### Work task
Look through the data that follows and copy each line with the string "position".

### Data under study

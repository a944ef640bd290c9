//! Data models for Libris

pub mod category;
pub mod featured;
pub mod inquiry;
pub mod item;
pub mod loan;
pub mod user;

// Re-export commonly used types
pub use category::Category;
pub use featured::{FeaturedSet, FeaturedSetView, NewFeaturedSet};
pub use inquiry::{CreateInquiry, Inquiry};
pub use item::{CatalogItem, DownloadPermission, ItemDetails, ItemKind, MediaType};
pub use loan::{LoanDetails, LoanRecord, OpenLoanOutcome};
pub use user::{Role, User, UserClaims};
//! Item (catalog) endpoints

use axum::{
    extract::{Path, Query, State},
    http::StatusCode,
    Json,
};
use serde::Serialize;
use utoipa::ToSchema;

use crate::{
    error::AppResult,
    models::item::{
        CreateItem, DownloadLink, ItemDetails, ItemQuery, SearchSuggestion, SuggestionQuery, UpdateItem,
    },
};

use super::{AuthenticatedUser, MaybeUser};

/// One page of search results
#[derive(Serialize, ToSchema)]
pub struct ItemPage {
    pub items: Vec<ItemDetails>,
    /// Total number of matching items
    pub total: i64,
    pub page: i64,
    pub per_page: i64,
}

/// Search the catalog
#[utoipa::path(
    get,
    path = "/items",
    tag = "items",
    params(ItemQuery),
    responses(
        (status = 200, description = "Matching items", body = ItemPage)
    )
)]
pub async fn list_items(
    State(state): State<crate::AppState>,
    MaybeUser(claims): MaybeUser,
    Query(mut query): Query<ItemQuery>,
) -> AppResult<Json<ItemPage>> {
    // Unlisted items stay hidden from everyone but administrators
    if !claims.as_ref().is_some_and(|c| c.is_admin()) {
        query.include_unlisted = None;
    }

    let (items, total) = state.services.catalog.search_items(&query).await?;

    Ok(Json(ItemPage {
        items: items.into_iter().map(ItemDetails::from).collect(),
        total,
        page: query.page(),
        per_page: query.per_page(),
    }))
}

/// Get item details by ID
#[utoipa::path(
    get,
    path = "/items/{id}",
    tag = "items",
    params(("id" = String, Path, description = "Item ID")),
    responses(
        (status = 200, description = "Item details", body = ItemDetails),
        (status = 404, description = "Item not found")
    )
)]
pub async fn get_item(
    State(state): State<crate::AppState>,
    Path(id): Path<String>,
) -> AppResult<Json<ItemDetails>> {
    let item = state.services.catalog.get_item(&id).await?;
    Ok(Json(item.into()))
}

/// Items sharing categories with the given one
#[utoipa::path(
    get,
    path = "/items/{id}/related",
    tag = "items",
    params(("id" = String, Path, description = "Item ID")),
    responses(
        (status = 200, description = "Up to four related items", body = Vec<ItemDetails>),
        (status = 404, description = "Item not found")
    )
)]
pub async fn related_items(
    State(state): State<crate::AppState>,
    Path(id): Path<String>,
) -> AppResult<Json<Vec<ItemDetails>>> {
    let items = state.services.catalog.related_items(&id).await?;
    Ok(Json(items.into_iter().map(ItemDetails::from).collect()))
}

/// Type-ahead suggestions for the search box
#[utoipa::path(
    get,
    path = "/search/suggestions",
    tag = "items",
    params(SuggestionQuery),
    responses(
        (status = 200, description = "Matching titles and authors", body = Vec<SearchSuggestion>)
    )
)]
pub async fn search_suggestions(
    State(state): State<crate::AppState>,
    Query(query): Query<SuggestionQuery>,
) -> AppResult<Json<Vec<SearchSuggestion>>> {
    let suggestions = state
        .services
        .catalog
        .suggestions(query.q.as_deref().unwrap_or_default())
        .await?;
    Ok(Json(suggestions))
}

/// Get the download link of a digital item
#[utoipa::path(
    get,
    path = "/items/{id}/download",
    tag = "items",
    params(("id" = String, Path, description = "Item ID")),
    responses(
        (status = 200, description = "Download link", body = DownloadLink),
        (status = 401, description = "Sign-in required"),
        (status = 403, description = "Downloads disabled"),
        (status = 404, description = "Item or resource not found")
    )
)]
pub async fn download_item(
    State(state): State<crate::AppState>,
    MaybeUser(claims): MaybeUser,
    Path(id): Path<String>,
) -> AppResult<Json<DownloadLink>> {
    let link = state
        .services
        .catalog
        .download_link(&id, claims.is_some())
        .await?;
    Ok(Json(link))
}

/// Create a new item
#[utoipa::path(
    post,
    path = "/admin/items",
    tag = "items",
    security(("bearer_auth" = [])),
    request_body = CreateItem,
    responses(
        (status = 201, description = "Item created", body = ItemDetails),
        (status = 400, description = "Invalid input"),
        (status = 403, description = "Administrator privileges required")
    )
)]
pub async fn create_item(
    State(state): State<crate::AppState>,
    AuthenticatedUser(claims): AuthenticatedUser,
    Json(item): Json<CreateItem>,
) -> AppResult<(StatusCode, Json<ItemDetails>)> {
    claims.require_admin()?;

    let created = state.services.catalog.create_item(item).await?;
    Ok((StatusCode::CREATED, Json(created.into())))
}

/// Update an existing item
#[utoipa::path(
    put,
    path = "/admin/items/{id}",
    tag = "items",
    security(("bearer_auth" = [])),
    params(("id" = String, Path, description = "Item ID")),
    request_body = UpdateItem,
    responses(
        (status = 200, description = "Item updated", body = ItemDetails),
        (status = 400, description = "Invalid input or copies on loan"),
        (status = 404, description = "Item not found")
    )
)]
pub async fn update_item(
    State(state): State<crate::AppState>,
    AuthenticatedUser(claims): AuthenticatedUser,
    Path(id): Path<String>,
    Json(update): Json<UpdateItem>,
) -> AppResult<Json<ItemDetails>> {
    claims.require_admin()?;

    let updated = state.services.catalog.update_item(&id, update).await?;
    Ok(Json(updated.into()))
}

/// Delete an item
#[utoipa::path(
    delete,
    path = "/admin/items/{id}",
    tag = "items",
    security(("bearer_auth" = [])),
    params(("id" = String, Path, description = "Item ID")),
    responses(
        (status = 204, description = "Item deleted"),
        (status = 400, description = "Item has active loans"),
        (status = 404, description = "Item not found")
    )
)]
pub async fn delete_item(
    State(state): State<crate::AppState>,
    AuthenticatedUser(claims): AuthenticatedUser,
    Path(id): Path<String>,
) -> AppResult<StatusCode> {
    claims.require_admin()?;

    state.services.catalog.delete_item(&id).await?;
    Ok(StatusCode::NO_CONTENT)
}
//! Statistics service

use chrono::Utc;
use serde::Serialize;
use utoipa::ToSchema;

use crate::{error::AppResult, repository::Repository};

/// Library-wide counters
#[derive(Debug, Clone, PartialEq, Serialize, ToSchema)]
pub struct LibraryStats {
    pub total_items: i64,
    pub books: i64,
    pub videos: i64,
    /// Items listed in the public catalog
    pub listed_items: i64,
    pub total_copies: i64,
    pub available_copies: i64,
    pub active_loans: i64,
    pub overdue_loans: i64,
    pub users: i64,
}

#[derive(Clone)]
pub struct StatsService {
    repository: Repository,
}

impl StatsService {
    pub fn new(repository: Repository) -> Self {
        Self { repository }
    }

    pub async fn get_stats(&self) -> AppResult<LibraryStats> {
        let now = Utc::now();
        let counts = self.repository.catalog.counts().await?;
        let active_loans = self.repository.ledger.count_open().await?;
        let overdue_loans = self.repository.ledger.count_overdue(now).await?;
        let users = self.repository.users.count().await?;

        Ok(LibraryStats {
            total_items: counts.total_items,
            books: counts.books,
            videos: counts.videos,
            listed_items: counts.listed_items,
            total_copies: counts.total_copies,
            available_copies: counts.available_copies,
            active_loans,
            overdue_loans,
            users,
        })
    }
}
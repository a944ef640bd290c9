//! Catalog item model and related types.
//!
//! Books and videos share one record. Physical items carry copy counters that
//! the lending ledger moves; digital items are never lent and always report
//! zero copies.

use chrono::{DateTime, Utc};
use serde::{Deserialize, Serialize};
use sqlx::FromRow;
use utoipa::{IntoParams, ToSchema};
use validator::Validate;

/// Media type of a catalog item
#[derive(Debug, Clone, Copy, PartialEq, Eq, Hash, Serialize, Deserialize, ToSchema)]
#[serde(rename_all = "lowercase")]
pub enum MediaType {
    Book,
    Video,
}

impl MediaType {
    pub fn as_str(&self) -> &'static str {
        match self {
            MediaType::Book => "book",
            MediaType::Video => "video",
        }
    }

    /// Prefix of generated item identifiers
    pub fn id_prefix(&self) -> &'static str {
        match self {
            MediaType::Book => "BOOK",
            MediaType::Video => "VIDEO",
        }
    }
}

impl std::str::FromStr for MediaType {
    type Err = String;

    fn from_str(s: &str) -> Result<Self, Self::Err> {
        match s.to_lowercase().as_str() {
            "book" => Ok(MediaType::Book),
            "video" => Ok(MediaType::Video),
            _ => Err(format!("Invalid media type: {}", s)),
        }
    }
}

/// Whether an item exists as lendable copies or only as a digital resource
#[derive(Debug, Clone, Copy, PartialEq, Eq, Hash, Serialize, Deserialize, ToSchema)]
#[serde(rename_all = "lowercase")]
pub enum ItemKind {
    Physical,
    Digital,
}

impl ItemKind {
    pub fn as_str(&self) -> &'static str {
        match self {
            ItemKind::Physical => "physical",
            ItemKind::Digital => "digital",
        }
    }
}

impl std::str::FromStr for ItemKind {
    type Err = String;

    fn from_str(s: &str) -> Result<Self, Self::Err> {
        match s.to_lowercase().as_str() {
            "physical" => Ok(ItemKind::Physical),
            "digital" | "ebook" => Ok(ItemKind::Digital),
            _ => Err(format!("Invalid item kind: {}", s)),
        }
    }
}

/// Who may fetch the digital resource of an item
#[derive(Debug, Clone, Copy, PartialEq, Eq, Serialize, Deserialize, ToSchema)]
#[serde(rename_all = "lowercase")]
pub enum DownloadPermission {
    None,
    Authenticated,
    All,
}

impl DownloadPermission {
    pub fn as_str(&self) -> &'static str {
        match self {
            DownloadPermission::None => "none",
            DownloadPermission::Authenticated => "authenticated",
            DownloadPermission::All => "all",
        }
    }
}

impl Default for DownloadPermission {
    fn default() -> Self {
        DownloadPermission::None
    }
}

impl std::str::FromStr for DownloadPermission {
    type Err = String;

    fn from_str(s: &str) -> Result<Self, Self::Err> {
        match s.to_lowercase().as_str() {
            "none" => Ok(DownloadPermission::None),
            "authenticated" | "auth" => Ok(DownloadPermission::Authenticated),
            "all" => Ok(DownloadPermission::All),
            _ => Err(format!("Invalid download permission: {}", s)),
        }
    }
}

/// Catalog item
#[derive(Debug, Clone, PartialEq, Serialize, Deserialize, ToSchema)]
pub struct CatalogItem {
    /// Opaque identifier, e.g. `BOOK-3F9A1C`
    pub id: String,
    pub title: String,
    pub author: String,
    pub description: String,
    pub publisher: Option<String>,
    pub media_type: MediaType,
    pub kind: ItemKind,
    pub total_copies: i32,
    pub available_copies: i32,
    /// Listed in the public catalog
    pub is_available: bool,
    /// Category names
    pub categories: Vec<String>,
    /// Link to the resource when it is not hosted locally
    pub external_source: Option<String>,
    pub download_permission: DownloadPermission,
    pub created_at: DateTime<Utc>,
    pub updated_at: DateTime<Utc>,
}

impl CatalogItem {
    /// Generate an identifier such as `BOOK-3F9A1C`
    pub fn generate_id(media_type: MediaType) -> String {
        let hex = uuid::Uuid::new_v4().simple().to_string();
        format!("{}-{}", media_type.id_prefix(), hex[..6].to_uppercase())
    }

    pub fn is_borrowable(&self) -> bool {
        self.kind == ItemKind::Physical
    }

    pub fn is_external(&self) -> bool {
        self.external_source.is_some()
    }

    pub fn available_status(&self) -> &'static str {
        if self.available_copies > 0 {
            "Available"
        } else {
            "Checked Out"
        }
    }
}

/// Item as returned by the API, with derived fields
#[derive(Debug, Clone, Serialize, ToSchema)]
pub struct ItemDetails {
    #[serde(flatten)]
    pub item: CatalogItem,
    pub is_external: bool,
    /// "Available" or "Checked Out"
    pub available_status: String,
}

impl From<CatalogItem> for ItemDetails {
    fn from(item: CatalogItem) -> Self {
        Self {
            is_external: item.is_external(),
            available_status: item.available_status().to_string(),
            item,
        }
    }
}

/// Internal row structure for database queries
#[derive(Debug, Clone, FromRow)]
pub struct CatalogItemRow {
    id: String,
    title: String,
    author: String,
    description: String,
    publisher: Option<String>,
    media_type: String,
    kind: String,
    total_copies: i32,
    available_copies: i32,
    is_available: bool,
    categories: Vec<String>,
    external_source: Option<String>,
    download_permission: String,
    created_at: DateTime<Utc>,
    updated_at: DateTime<Utc>,
}

impl From<CatalogItemRow> for CatalogItem {
    fn from(row: CatalogItemRow) -> Self {
        CatalogItem {
            id: row.id,
            title: row.title,
            author: row.author,
            description: row.description,
            publisher: row.publisher,
            media_type: row.media_type.parse().unwrap_or(MediaType::Book),
            kind: row.kind.parse().unwrap_or(ItemKind::Physical),
            total_copies: row.total_copies,
            available_copies: row.available_copies,
            is_available: row.is_available,
            categories: row.categories,
            external_source: row.external_source,
            download_permission: row.download_permission.parse().unwrap_or_default(),
            created_at: row.created_at,
            updated_at: row.updated_at,
        }
    }
}

/// Create item request
#[derive(Debug, Clone, Deserialize, Validate, ToSchema)]
pub struct CreateItem {
    #[validate(length(min = 1, max = 200, message = "Title must be 1-200 characters"))]
    pub title: String,
    #[validate(length(min = 1, max = 100, message = "Author must be 1-100 characters"))]
    pub author: String,
    #[validate(length(min = 1, message = "Description is required"))]
    pub description: String,
    pub publisher: Option<String>,
    /// Defaults to book
    pub media_type: Option<MediaType>,
    /// Defaults to physical for books and digital for videos
    pub kind: Option<ItemKind>,
    /// Physical items only, defaults to 1
    #[validate(range(min = 1, message = "A physical item needs at least one copy"))]
    pub total_copies: Option<i32>,
    pub is_available: Option<bool>,
    #[serde(default)]
    pub categories: Vec<String>,
    #[validate(url(message = "External source must be a URL"))]
    pub external_source: Option<String>,
    pub download_permission: Option<DownloadPermission>,
}

/// Update item request; absent fields are left unchanged
#[derive(Debug, Clone, Default, Deserialize, Validate, ToSchema)]
pub struct UpdateItem {
    #[validate(length(min = 1, max = 200, message = "Title must be 1-200 characters"))]
    pub title: Option<String>,
    #[validate(length(min = 1, max = 100, message = "Author must be 1-100 characters"))]
    pub author: Option<String>,
    #[validate(length(min = 1, message = "Description cannot be empty"))]
    pub description: Option<String>,
    pub publisher: Option<String>,
    #[validate(range(min = 0, message = "Copy count cannot be negative"))]
    pub total_copies: Option<i32>,
    pub is_available: Option<bool>,
    pub categories: Option<Vec<String>>,
    #[validate(url(message = "External source must be a URL"))]
    pub external_source: Option<String>,
    pub download_permission: Option<DownloadPermission>,
}

/// `LIKE` pattern matching `term` anywhere, with its wildcards escaped
pub fn like_contains(term: &str) -> String {
    let mut pattern = String::with_capacity(term.len() + 2);
    pattern.push('%');
    for c in term.chars() {
        if matches!(c, '%' | '_' | '\\') {
            pattern.push('\\');
        }
        pattern.push(c);
    }
    pattern.push('%');
    pattern
}

/// Item search parameters
#[derive(Debug, Clone, Default, Deserialize, IntoParams, ToSchema)]
#[into_params(parameter_in = Query)]
pub struct ItemQuery {
    /// Case-insensitive match on title, author or publisher
    pub q: Option<String>,
    /// Category name
    pub category: Option<String>,
    pub media_type: Option<MediaType>,
    pub kind: Option<ItemKind>,
    /// Only items with at least one copy on the shelf
    pub available: Option<bool>,
    /// Include unlisted items (administrators only)
    pub include_unlisted: Option<bool>,
    /// Page number (default: 1)
    pub page: Option<i64>,
    /// Items per page (default: 20, max: 100)
    pub per_page: Option<i64>,
}

/// Largest page whose offset still fits an `i64` at the maximum page size
const MAX_PAGE: i64 = i64::MAX / 100;

impl ItemQuery {
    pub fn page(&self) -> i64 {
        self.page.unwrap_or(1).clamp(1, MAX_PAGE)
    }

    pub fn per_page(&self) -> i64 {
        self.per_page.unwrap_or(20).clamp(1, 100)
    }

    pub fn offset(&self) -> i64 {
        (self.page() - 1) * self.per_page()
    }

    /// Lowercased search term, None when blank
    pub fn term(&self) -> Option<String> {
        self.q
            .as_deref()
            .map(str::trim)
            .filter(|t| !t.is_empty())
            .map(str::to_lowercase)
    }

    /// Search term as a `LIKE` pattern
    pub fn like_pattern(&self) -> Option<String> {
        self.term().as_deref().map(like_contains)
    }

    /// In-process equivalent of the SQL search predicate
    pub fn matches(&self, item: &CatalogItem) -> bool {
        if !self.include_unlisted.unwrap_or(false) && !item.is_available {
            return false;
        }
        if let Some(term) = self.term() {
            let hit = item.title.to_lowercase().contains(&term)
                || item.author.to_lowercase().contains(&term)
                || item
                    .publisher
                    .as_deref()
                    .map(|p| p.to_lowercase().contains(&term))
                    .unwrap_or(false);
            if !hit {
                return false;
            }
        }
        if let Some(ref category) = self.category {
            if !item.categories.iter().any(|c| c.eq_ignore_ascii_case(category)) {
                return false;
            }
        }
        if self.media_type.is_some_and(|m| m != item.media_type) {
            return false;
        }
        if self.kind.is_some_and(|k| k != item.kind) {
            return false;
        }
        if self.available == Some(true) && item.available_copies <= 0 {
            return false;
        }
        true
    }
}

/// What a search suggestion completes
#[derive(Debug, Clone, Copy, PartialEq, Eq, Serialize, Deserialize, ToSchema)]
#[serde(rename_all = "lowercase")]
pub enum SuggestionKind {
    Title,
    Author,
}

/// Type-ahead entry for the search box
#[derive(Debug, Clone, PartialEq, Serialize, ToSchema)]
pub struct SearchSuggestion {
    #[serde(rename = "type")]
    pub kind: SuggestionKind,
    pub value: String,
    /// Set for title suggestions
    #[serde(skip_serializing_if = "Option::is_none")]
    pub item_id: Option<String>,
}

#[derive(Debug, Clone, Default, Deserialize, IntoParams)]
#[into_params(parameter_in = Query)]
pub struct SuggestionQuery {
    /// Prefix or fragment typed so far
    pub q: Option<String>,
}

/// Catalog-wide counters for the stats endpoint
#[derive(Debug, Clone, Default, PartialEq, Serialize, ToSchema, FromRow)]
pub struct CatalogCounts {
    pub total_items: i64,
    pub books: i64,
    pub videos: i64,
    pub listed_items: i64,
    pub total_copies: i64,
    pub available_copies: i64,
}

/// Download link granted to the caller
#[derive(Debug, Clone, Serialize, ToSchema)]
pub struct DownloadLink {
    pub item_id: String,
    pub url: String,
}
//! Featured sets repository for database operations

use async_trait::async_trait;
use chrono::{DateTime, Utc};
use sqlx::{FromRow, PgConnection, Pool, Postgres};

use crate::{
    error::AppResult,
    models::{
        featured::{FeaturedSet, NewFeaturedSet},
        item::{CatalogItem, CatalogItemRow},
    },
};

use super::FeaturedStore;

/// Advisory lock key serialising featured-set currency checks
const FEATURED_LOCK_KEY: i64 = 0x4645_4154;

#[derive(Debug, FromRow)]
struct FeaturedSetRow {
    id: i32,
    created_at: DateTime<Utc>,
    expires_at: DateTime<Utc>,
}

#[derive(Clone)]
pub struct FeaturedRepository {
    pool: Pool<Postgres>,
}

impl FeaturedRepository {
    pub fn new(pool: Pool<Postgres>) -> Self {
        Self { pool }
    }

    async fn load_items(conn: &mut PgConnection, set_id: i32) -> AppResult<Vec<CatalogItem>> {
        let rows = sqlx::query_as::<_, CatalogItemRow>(
            r#"
            SELECT i.id, i.title, i.author, i.description, i.publisher,
                   i.media_type, i.kind, i.total_copies, i.available_copies,
                   i.is_available, i.external_source, i.download_permission,
                   i.created_at, i.updated_at,
                   ARRAY(
                       SELECT c.name FROM item_categories ic
                       JOIN categories c ON c.id = ic.category_id
                       WHERE ic.item_id = i.id
                       ORDER BY c.name
                   ) AS categories
            FROM featured_set_items fi
            JOIN catalog_items i ON i.id = fi.item_id
            WHERE fi.set_id = $1
            ORDER BY fi.position
            "#,
        )
        .bind(set_id)
        .fetch_all(&mut *conn)
        .await?;

        Ok(rows.into_iter().map(CatalogItem::from).collect())
    }

    async fn current_in(conn: &mut PgConnection, now: DateTime<Utc>) -> AppResult<Option<FeaturedSet>> {
        let row = sqlx::query_as::<_, FeaturedSetRow>(
            r#"
            SELECT id, created_at, expires_at FROM featured_sets
            WHERE expires_at > $1
            ORDER BY created_at DESC, id DESC
            LIMIT 1
            "#,
        )
        .bind(now)
        .fetch_optional(&mut *conn)
        .await?;

        match row {
            Some(row) => {
                let items = Self::load_items(conn, row.id).await?;
                Ok(Some(FeaturedSet {
                    id: row.id,
                    items,
                    created_at: row.created_at,
                    expires_at: row.expires_at,
                }))
            }
            None => Ok(None),
        }
    }

    async fn insert_in(conn: &mut PgConnection, set: &NewFeaturedSet) -> AppResult<FeaturedSet> {
        let row = sqlx::query_as::<_, FeaturedSetRow>(
            "INSERT INTO featured_sets (created_at, expires_at) VALUES ($1, $2) RETURNING id, created_at, expires_at",
        )
        .bind(set.created_at)
        .bind(set.expires_at)
        .fetch_one(&mut *conn)
        .await?;

        for (position, item_id) in set.item_ids.iter().enumerate() {
            sqlx::query("INSERT INTO featured_set_items (set_id, item_id, position) VALUES ($1, $2, $3)")
                .bind(row.id)
                .bind(item_id)
                .bind(position as i16)
                .execute(&mut *conn)
                .await?;
        }

        let items = Self::load_items(conn, row.id).await?;
        Ok(FeaturedSet {
            id: row.id,
            items,
            created_at: row.created_at,
            expires_at: row.expires_at,
        })
    }
}

#[async_trait]
impl FeaturedStore for FeaturedRepository {
    async fn current(&self, now: DateTime<Utc>) -> AppResult<Option<FeaturedSet>> {
        let mut conn = self.pool.acquire().await?;
        Self::current_in(&mut conn, now).await
    }

    async fn insert(&self, set: &NewFeaturedSet) -> AppResult<FeaturedSet> {
        let mut tx = self.pool.begin().await?;
        let created = Self::insert_in(&mut tx, set).await?;
        tx.commit().await?;
        Ok(created)
    }

    async fn insert_unless_current(&self, set: &NewFeaturedSet) -> AppResult<FeaturedSet> {
        let mut tx = self.pool.begin().await?;

        sqlx::query("SELECT pg_advisory_xact_lock($1)")
            .bind(FEATURED_LOCK_KEY)
            .execute(&mut *tx)
            .await?;

        if let Some(current) = Self::current_in(&mut tx, set.created_at).await? {
            return Ok(current);
        }

        let created = Self::insert_in(&mut tx, set).await?;
        tx.commit().await?;
        Ok(created)
    }
}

### Completed exercise
            ORDER BY fi.position
        for (position, item_id) in set.item_ids.iter().enumerate() {
            sqlx::query("INSERT INTO featured_set_items (set_id, item_id, position) VALUES ($1, $2, $3)")
                .bind(position as i16)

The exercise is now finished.